ASSIGNMENT
Within the records below is a range that opens at the line with "pub fn trust_refresh_token(&self, refresh_token: &str)" and closes at the line with "pub fn api_calls(&self)". Return that range word for word, both ends included, and only that range.

DATA PROVIDED
· · · ·
// SPDX-License-Identifier: BUSL-1.1
// Copyright (c) 2026 Alfred Jean LLC

//! Test harness for end-to-end gateway scenarios.
//!
//! Runs an in-process OAuth2 provider and protected API over real HTTP, so
//! the gateway is exercised with its production transport and grant client.

use std::collections::{HashMap, HashSet};
use std::net::SocketAddr;
use std::sync::atomic::{AtomicU32, Ordering};
use std::sync::Arc;
use std::time::Duration;

use axum::extract::State;
use axum::http::{HeaderMap, StatusCode};
use axum::response::{IntoResponse, Response};
use axum::routing::{get, post};
use axum::{Form, Json, Router};
use futures_util::future::BoxFuture;
use parking_lot::Mutex;
use tokio::net::TcpListener;

use authgate::clock::{Clock, SystemClock};
use authgate::credential::oauth::{OAuthClient, OAuthSettings, TokenGrant};
use authgate::credential::reauth::InteractiveReauthFlow;
use authgate::credential::CredentialBundle;
use authgate::error::AuthError;
pub use authgate::executor::transport::ensure_crypto;

/// Authorization code the provider accepts.
pub const GOOD_CODE: &str = "good-code";

/// Access-token lifetime granted by the provider.
pub const TOKEN_LIFETIME: u64 = 3600;

#[derive(Default)]
struct ProviderState {
    issued: u32,
    access: HashSet<String>,
    refresh: HashSet<String>,
    reject_refresh: bool,
    rate_limited: u32,
}

#[derive(Default)]
struct Counters {
    exchanges: AtomicU32,
    refreshes: AtomicU32,
    api_calls: AtomicU32,
}

#[derive(Clone)]
struct Shared {
    state: Arc<Mutex<ProviderState>>,
    counters: Arc<Counters>,
    token_latency: Duration,
}

/// OAuth2 provider plus protected API, listening on a loopback port.
///
/// Tokens are `at-N` / `rt-N`. Refresh tokens rotate on every grant. The API
/// answers `GET /api/me` with 200 for a currently valid access token and 401
/// otherwise, and `GET /api/limited` with 429 while a rate limit is armed.
pub struct MockProvider {
    addr: SocketAddr,
    shared: Shared,
}

impl MockProvider {
    pub async fn start() -> anyhow::Result<Self> {
        Self::with_token_latency(Duration::from_millis(50)).await
    }

    /// Delay every token grant, so concurrent refreshes would overlap.
    pub async fn with_token_latency(token_latency: Duration) -> anyhow::Result<Self> {
        ensure_crypto();
        let shared = Shared {
            state: Arc::new(Mutex::new(ProviderState::default())),
            counters: Arc::new(Counters::default()),
            token_latency,
        };
        let app = Router::new()
            .route("/oauth/token", post(token))
            .route("/api/me", get(me))
            .route("/api/limited", get(limited))
            .with_state(shared.clone());

        let listener = TcpListener::bind("127.0.0.1:0").await?;
        let addr = listener.local_addr()?;
        tokio::spawn(async move {
            axum::serve(listener, app).await.ok();
        });
        Ok(Self { addr, shared })
    }

    pub fn base_url(&self) -> String {
        format!("http://{}", self.addr)
    }

    pub fn token_url(&self) -> String {
        format!("{}/oauth/token", self.base_url())
    }

    pub fn settings(&self) -> OAuthSettings {
        OAuthSettings {
            token_url: self.token_url(),
            authorize_url: Some(format!("{}/oauth/authorize", self.base_url())),
            client_id: "spec-client".to_owned(),
            client_secret: "spec-secret".to_owned(),
            redirect_uri: "https://127.0.0.1".to_owned(),
            scope: None,
            timeout: Duration::from_secs(5),
        }
    }

    /// A grant client pointed at this provider, using the system clock.
    pub fn oauth_client(&self) -> Arc<OAuthClient> {
        Arc::new(OAuthClient::new(self.settings(), Arc::new(SystemClock)))
    }

    /// Accept `refresh_token` as if the provider had issued it earlier.
    pub fn trust_refresh_token(&self, refresh_token: &str) {
        self.shared.state.lock().refresh.insert(refresh_token.to_owned());
    }

    /// Invalidate every access token issued so far (refresh tokens survive).
    pub fn revoke_access_tokens(&self) {
        self.shared.state.lock().access.clear();
    }

    /// Answer refresh grants with `invalid_grant` while set.
    pub fn reject_refresh(&self, reject: bool) {
        self.shared.state.lock().reject_refresh = reject;
    }

    /// Answer the next `count` calls to `/api/limited` with 429.
    pub fn rate_limit(&self, count: u32) {
        self.shared.state.lock().rate_limited = count;
    }

    pub fn exchanges(&self) -> u32 {
        self.shared.counters.exchanges.load(Ordering::SeqCst)
    }

    pub fn refreshes(&self) -> u32 {
        self.shared.counters.refreshes.load(Ordering::SeqCst)
    }

    pub fn api_calls(&self) -> u32 {
        self.shared.counters.api_calls.load(Ordering::SeqCst)
    }
}

fn token_error(error: &str) -> Response {
    (StatusCode::BAD_REQUEST, Json(serde_json::json!({ "error": error }))).into_response()
}

async fn token(State(shared): State<Shared>, Form(form): Form<HashMap<String, String>>) -> Response {
    tokio::time::sleep(shared.token_latency).await;
    let grant_type = form.get("grant_type").map(String::as_str).unwrap_or_default();

    let mut state = shared.state.lock();
    match grant_type {
        "authorization_code" => {
            shared.counters.exchanges.fetch_add(1, Ordering::SeqCst);
            if form.get("code").map(String::as_str) != Some(GOOD_CODE) {
                return token_error("invalid_grant");
            }
        }
        "refresh_token" => {
            shared.counters.refreshes.fetch_add(1, Ordering::SeqCst);
            let presented = form.get("refresh_token").cloned().unwrap_or_default();
            if state.reject_refresh || !state.refresh.remove(&presented) {
                return token_error("invalid_grant");
            }
        }
        _ => return token_error("unsupported_grant_type"),
    }

    state.issued += 1;
    let n = state.issued;
    let access_token = format!("at-{n}");
    let refresh_token = format!("rt-{n}");
    state.access.insert(access_token.clone());
    state.refresh.insert(refresh_token.clone());
    Json(serde_json::json!({
        "access_token": access_token,
        "refresh_token": refresh_token,
        "token_type": "Bearer",
        "expires_in": TOKEN_LIFETIME,
    }))
    .into_response()
}

fn bearer(headers: &HeaderMap) -> Option<String> {
    headers
        .get("authorization")
        .and_then(|v| v.to_str().ok())
        .and_then(|v| v.strip_prefix("Bearer "))
        .map(str::to_owned)
}

async fn me(State(shared): State<Shared>, headers: HeaderMap) -> Response {
    shared.counters.api_calls.fetch_add(1, Ordering::SeqCst);
    let token = bearer(&headers).unwrap_or_default();
    if !shared.state.lock().access.contains(&token) {
        return (StatusCode::UNAUTHORIZED, "invalid_token").into_response();
    }
    Json(serde_json::json!({ "user": "spec-user", "token": token })).into_response()
}

async fn limited(State(shared): State<Shared>, headers: HeaderMap) -> Response {
    shared.counters.api_calls.fetch_add(1, Ordering::SeqCst);
    let mut state = shared.state.lock();
    if !state.access.contains(&bearer(&headers).unwrap_or_default()) {
        return (StatusCode::UNAUTHORIZED, "invalid_token").into_response();
    }
    if state.rate_limited > 0 {
        state.rate_limited -= 1;
        return (StatusCode::TOO_MANY_REQUESTS, [("retry-after", "1")], "slow down").into_response();
    }
    (StatusCode::OK, "within limits").into_response()
}

/// Reauthorization flow standing in for a human who approves access with
/// [`GOOD_CODE`] on every prompt.
pub struct ApprovingFlow {
    grant: Arc<dyn TokenGrant>,
    calls: AtomicU32,
}

impl ApprovingFlow {
    pub fn new(grant: Arc<dyn TokenGrant>) -> Self {
        Self { grant, calls: AtomicU32::new(0) }
    }

    pub fn calls(&self) -> u32 {
        self.calls.load(Ordering::SeqCst)
    }
}

impl InteractiveReauthFlow for ApprovingFlow {
    fn obtain_new_bundle<'a>(&'a self) -> BoxFuture<'a, Result<CredentialBundle, AuthError>> {
        Box::pin(async move {
            self.calls.fetch_add(1, Ordering::SeqCst);
            self.grant.exchange_code(GOOD_CODE).await
        })
    }
}

/// A bundle issued `age` ago with the given lifetime, for seeding stores.
pub fn bundle_issued_ago(
    access_token: &str,
    refresh_token: &str,
    age: Duration,
    expires_in: u64,
) -> CredentialBundle {
    CredentialBundle::new(access_token, refresh_token, SystemClock.now() - age, expires_in)
}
· · · ·
RESPONSE TO THIS TASK
    pub fn trust_refresh_token(&self, refresh_token: &str) {
        self.shared.state.lock().refresh.insert(refresh_token.to_owned());
    }

    /// Invalidate every access token issued so far (refresh tokens survive).
    pub fn revoke_access_tokens(&self) {
        self.shared.state.lock().access.clear();
    }

    /// Answer refresh grants with `invalid_grant` while set.
    pub fn reject_refresh(&self, reject: bool) {
        self.shared.state.lock().reject_refresh = reject;
    }

    /// Answer the next `count` calls to `/api/limited` with 429.
    pub fn rate_limit(&self, count: u32) {
        self.shared.state.lock().rate_limited = count;
    }

    pub fn exchanges(&self) -> u32 {
        self.shared.counters.exchanges.load(Ordering::SeqCst)
    }

    pub fn refreshes(&self) -> u32 {
        self.shared.counters.refreshes.load(Ordering::SeqCst)
    }

    pub fn api_calls(&self) -> u32 {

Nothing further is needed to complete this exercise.